### Given records:
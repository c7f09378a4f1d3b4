//! The AI routing file.
//!
//! ```yaml
//! ai_providers:
//!   openai:
//!     api_key: ${OPENAI_API_KEY}
//!     models: [gpt-4o-mini]
//! ai_routing:
//!   summary: { provider: openai, model: gpt-4o-mini }
//! ai_fallback:
//!   summary:
//!     - { provider: groq, model: llama-3.1-70b }
//! workspace_overrides:
//!   6f1c...:            # workspace UUID
//!     summary: { provider: groq, model: llama-3.1-8b }
//! room_overrides: {}
//! ```
//!
//! `${VAR}` placeholders are expanded from the environment once, before the
//! YAML is parsed. Override trees are kept as raw JSON values here; the
//! router interprets them leniently.

use std::collections::BTreeMap;
use std::path::Path;
use std::sync::OnceLock;

use regex::{Captures, Regex};
use serde::{Deserialize, Serialize};

use crate::error::{AiError, Result};

/// Connection settings for one provider.
#[derive(Debug, Clone, Default, PartialEq, Serialize, Deserialize)]
pub struct ProviderConfig {
    #[serde(default)]
    pub api_key: String,
    /// Base URL of an OpenAI-compatible API. Defaults per provider name.
    #[serde(default)]
    pub base_url: Option<String>,
    #[serde(default)]
    pub models: Vec<String>,
    #[serde(default)]
    pub embedding_model: Option<String>,
}

/// A descriptor as written in the file. Either field may be missing; the
/// router reports that as "not configured" when the entry is selected.
#[derive(Debug, Clone, Default, PartialEq, Eq, Serialize, Deserialize)]
pub struct DescriptorEntry {
    #[serde(default)]
    pub provider: Option<String>,
    #[serde(default)]
    pub model: Option<String>,
}

/// A loaded routing file.
#[derive(Debug, Clone, Default)]
pub struct AiConfig {
    pub providers: BTreeMap<String, ProviderConfig>,
    pub routing: BTreeMap<String, DescriptorEntry>,
    pub fallback: BTreeMap<String, Vec<DescriptorEntry>>,
    pub workspace_overrides: serde_json::Value,
    pub room_overrides: serde_json::Value,
}

#[derive(Deserialize)]
struct RawConfig {
    ai_providers: Option<BTreeMap<String, ProviderConfig>>,
    ai_routing: Option<BTreeMap<String, DescriptorEntry>>,
    #[serde(default)]
    ai_fallback: BTreeMap<String, Vec<DescriptorEntry>>,
    #[serde(default)]
    workspace_overrides: serde_yaml::Value,
    #[serde(default)]
    room_overrides: serde_yaml::Value,
}

impl AiConfig {
    /// Read and parse a routing file.
    pub fn load(path: &Path) -> Result<Self> {
        let content = std::fs::read_to_string(path)?;
        tracing::debug!(path = %path.display(), "loaded AI routing file");
        Self::from_yaml_str(&content)
    }

    pub fn from_yaml_str(content: &str) -> Result<Self> {
        let expanded = expand_env_vars(content);
        if expanded.trim().is_empty() {
            return Err(AiError::Config(
                "config is empty; required keys: ai_providers, ai_routing".into(),
            ));
        }

        let raw: RawConfig = serde_yaml::from_str(&expanded)?;

        let providers = raw
            .ai_providers
            .ok_or_else(|| AiError::Config("config must contain `ai_providers`".into()))?;
        let routing = raw
            .ai_routing
            .ok_or_else(|| AiError::Config("config must contain `ai_routing`".into()))?;

        Ok(Self {
            providers,
            routing,
            fallback: raw.ai_fallback,
            workspace_overrides: yaml_to_json("workspace_overrides", &raw.workspace_overrides),
            room_overrides: yaml_to_json("room_overrides", &raw.room_overrides),
        })
    }
}

/// Override trees with keys JSON cannot represent (sequences, mappings) are
/// dropped as a whole.
fn yaml_to_json(section: &str, value: &serde_yaml::Value) -> serde_json::Value {
    match serde_json::to_value(value) {
        Ok(json) => json,
        Err(e) => {
            tracing::warn!(section, error = %e, "ignoring unreadable override tree");
            serde_json::Value::Null
        }
    }
}

static ENV_PLACEHOLDER: OnceLock<Option<Regex>> = OnceLock::new();

/// Replace every `${NAME}` with the value of environment variable `NAME`
/// (empty when unset). `${}` and an unterminated `${` are left as written.
pub fn expand_env_vars(content: &str) -> String {
    let placeholder = ENV_PLACEHOLDER.get_or_init(|| Regex::new(r"\$\{([^}]+)\}").ok());
    let Some(re) = placeholder else {
        return content.to_string();
    };

    re.replace_all(content, |caps: &Captures<'_>| {
        std::env::var(&caps[1]).unwrap_or_default()
    })
    .into_owned()
}
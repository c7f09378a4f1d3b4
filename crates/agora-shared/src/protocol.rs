//! Wire formats exchanged with the chat-platform gateway.
//!
//! Inbound events arrive as JSON tagged by `type`. Outbound notifications are
//! platform-neutral; the gateway renders them (e.g. as an embed).

use chrono::{DateTime, Utc};
use serde::{Deserialize, Serialize};

use crate::types::RoomId;

/// An event delivered by the chat platform.
#[derive(Debug, Clone, Serialize, Deserialize)]
#[serde(tag = "type", rename_all = "snake_case")]
pub enum InboundEvent {
    /// A user posted a message in a channel of a group.
    MessageCreated(MessageCreated),

    /// A channel was renamed on the platform.
    ChannelRenamed {
        tenant_external_id: String,
        room_external_id: String,
        room_name: String,
    },

    /// A channel was deleted on the platform.
    ChannelDeleted {
        tenant_external_id: String,
        room_external_id: String,
    },
}

impl InboundEvent {
    pub fn tenant_external_id(&self) -> &str {
        match self {
            InboundEvent::MessageCreated(m) => &m.tenant_external_id,
            InboundEvent::ChannelRenamed {
                tenant_external_id, ..
            }
            | InboundEvent::ChannelDeleted {
                tenant_external_id, ..
            } => tenant_external_id,
        }
    }
}

#[derive(Debug, Clone, Serialize, Deserialize)]
pub struct MessageCreated {
    /// External group identifier. Direct messages carry no group and are
    /// never turned into events.
    pub tenant_external_id: String,
    /// Display name of the group, used when the workspace is first created.
    #[serde(default)]
    pub tenant_name: Option<String>,
    pub room_external_id: String,
    pub room_name: String,
    pub sender_id: String,
    pub sender_name: String,
    pub body: String,
    /// Deduplication key.
    pub external_message_id: String,
    #[serde(default)]
    pub timestamp: Option<DateTime<Utc>>,
    #[serde(default)]
    pub attachments: Vec<InboundAttachment>,
}

#[derive(Debug, Clone, Serialize, Deserialize)]
pub struct InboundAttachment {
    pub filename: String,
    pub url: String,
    pub size: u64,
    #[serde(default)]
    pub content_type: Option<String>,
}

// ---------------------------------------------------------------------------
// Outbound
// ---------------------------------------------------------------------------

/// Where a notification goes.
#[derive(Debug, Clone, PartialEq, Eq, Hash, Serialize, Deserialize)]
pub struct Destination {
    pub room_id: RoomId,
    /// Platform channel id the gateway posts into.
    pub channel_external_id: String,
}

/// A platform-neutral rich notification.
#[derive(Debug, Clone, PartialEq, Serialize, Deserialize)]
pub struct Notification {
    pub title: String,
    pub description: String,
    #[serde(default, skip_serializing_if = "Vec::is_empty")]
    pub fields: Vec<NotificationField>,
    #[serde(default, skip_serializing_if = "Option::is_none")]
    pub footer: Option<String>,
    pub timestamp: DateTime<Utc>,
}

#[derive(Debug, Clone, PartialEq, Eq, Serialize, Deserialize)]
pub struct NotificationField {
    pub name: String,
    pub value: String,
    pub inline: bool,
}

impl Notification {
    pub fn new(title: impl Into<String>, description: impl Into<String>) -> Self {
        Self {
            title: title.into(),
            description: description.into(),
            fields: Vec::new(),
            footer: None,
            timestamp: Utc::now(),
        }
    }

    pub fn field(mut self, name: impl Into<String>, value: impl Into<String>, inline: bool) -> Self {
        self.fields.push(NotificationField {
            name: name.into(),
            value: value.into(),
            inline,
        });
        self
    }

    pub fn footer(mut self, footer: impl Into<String>) -> Self {
        self.footer = Some(footer.into());
        self
    }
}

/// Cut `text` to at most `max_chars` characters, marking the cut with `...`.
pub fn truncate(text: &str, max_chars: usize) -> String {
    if text.chars().count() <= max_chars {
        return text.to_string();
    }
    let keep = max_chars.saturating_sub(3);
    let mut out: String = text.chars().take(keep).collect();
    out.push_str("...");
    out
}

// ---------------------------------------------------------------------------
// Administrative actors
// ---------------------------------------------------------------------------

/// The platform user on whose behalf an administrative request is made, as
/// asserted by the authenticated gateway.
#[derive(Debug, Clone, PartialEq, Eq, Serialize, Deserialize)]
pub struct Actor {
    pub user_id: String,
    #[serde(default)]
    pub role: ActorRole,
}

#[derive(Debug, Clone, Copy, Default, PartialEq, Eq, Serialize, Deserialize)]
#[serde(rename_all = "snake_case")]
pub enum ActorRole {
    #[default]
    Member,
    WorkspaceAdmin,
}

impl Actor {
    pub fn is_workspace_admin(&self) -> bool {
        self.role == ActorRole::WorkspaceAdmin
    }
}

### What is needed:
Please give an exact restatement of only the lines from the beginning of the material above to the line with "once, before the", inclusive.

### Completed exercise:
repository c7f09378a4f1d3b4
//! The AI routing file.
//!
//! ```yaml
//! ai_providers:
//!   openai:
//!     api_key: ${OPENAI_API_KEY}
//!     models: [gpt-4o-mini]
//! ai_routing:
//!   summary: { provider: openai, model: gpt-4o-mini }
//! ai_fallback:
//!   summary:
//!     - { provider: groq, model: llama-3.1-70b }
//! workspace_overrides:
//!   6f1c...:            # workspace UUID
//!     summary: { provider: groq, model: llama-3.1-8b }
//! room_overrides: {}
//! ```
//!
//! `${VAR}` placeholders are expanded from the environment once, before the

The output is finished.